Czytelnicy wybierają cel, my ruszamy w drogę – te proste zasady zmieniły się dla nas w wymarzoną przygodę.
Motocykl stworzony dla ludzi kochających podróże, wyprawy, którzy chcą odkrywać świat z siodła motocykla.
Triumph to legendarna brytyjska marka mająca już ponad 120 lat, w swojej ofercie prócz klasycznych, pięknie wykonanych modeli z serii Bonneville, posiadają także sportowe motocykle Street Triple i Speed Triple, jaki i unikalny model Rocket 3 z największym seryjnie produkowanym silnikiem motocyklowym o poj. 2,5 litra! W gamie tego brytyjskiego producenta nie mogło też zabraknąć motocykli wyprawowych.
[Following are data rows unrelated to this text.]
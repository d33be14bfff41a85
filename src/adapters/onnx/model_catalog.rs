use std::path::Path;
use tracing::{error, info};

use super::yolo_engine::OnnxYoloEngine;
use crate::application::ports::{Detector, DetectorLoader};
use crate::domain::errors::{DomainError, DomainResult};

/// Loads ONNX weights from the registry's paths.
pub struct OnnxModelCatalog;

impl OnnxModelCatalog {
    pub fn new() -> Self {
        Self
    }

    fn validate(&self, weights: &Path) -> DomainResult<()> {
        let load_error = |reason: &str| DomainError::ModelLoadError {
            path: weights.display().to_string(),
            reason: reason.to_string(),
        };
        if weights.as_os_str().is_empty() {
            return Err(load_error("empty path"));
        }
        if !weights.is_file() {
            return Err(load_error("weights file not found"));
        }
        Ok(())
    }
}

impl DetectorLoader for OnnxModelCatalog {
    fn load(&self, weights: &Path) -> DomainResult<Box<dyn Detector>> {
        self.validate(weights)?;
        let engine = OnnxYoloEngine::load(weights).map_err(|e| {
            error!("cannot load {}: {:#}", weights.display(), e);
            DomainError::ModelLoadError {
                path: weights.display().to_string(),
                reason: e.to_string(),
            }
        })?;
        info!("model loaded from {}", weights.display());
        Ok(Box::new(engine))
    }
}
Triumph Tiger 1200 jest jedną z tych maszyn, które zostały stworzone do podróżowania i które sprawiają, że nawet najdalsza trasa do pokonania w ciągu dnia, może okazać się przyjemna. W zeszłym roku model ten przeszedł niemałą rewolucję, by nie powiedzieć, że został zbudowany niemal całkowicie od nowa. Nowa jest rama, wahacz, nowe są też liczne elementy wyposażenia, a co najważniejsze nowy jest też silnik. Ponadto zmienił się sam wygląd Tigera 1200 z motocykla z lekką nadwagą, przeistoczył się on wyrzeźbionego Tygrysa, który po godzinach spędzonych na siłowni zrzucił, aż 25 kg!
Tradycyjne dla Triumpha mamy tu trzy cylindry ułożone w rzędzie, jednostka ta została zaadaptowana ze sportowego modelu Speed Triple 1200 RS. Oczywiście inżynierowie pracujący nad tym modelem dostosowali go do klasy adventure, dając mu mocniejszy dolny zakres obrotów kosztem mniejszej mocy maksymalnej. W sumie mamy 150 KM, 130 Nm osiągane jest przy 7000 obr./min. A już od 3500 obr./min. mamy pod manetką 100 Nm, dzięki czemu silnik jest elastyczny, a moc dostępna jest niemal natychmiast, niezależnie, czy jedziesz sam, czy z pasażerem i do tego wszystkimi bagażami. Silnik ma kopa i to porządnego. Duża zasługa w tym też sterowanej elektronicznie przepustnicy Ride-by-Wire. Do tego mamy do dyspozycji niemal bezobsługowy wał Kardana, co doceniają podróżnicy w trasie, gdyż mogą dzięki temu zapomnieć o smarowaniu łańcucha i po prostu delektować się kolejnymi dniami spędzonymi w podróży.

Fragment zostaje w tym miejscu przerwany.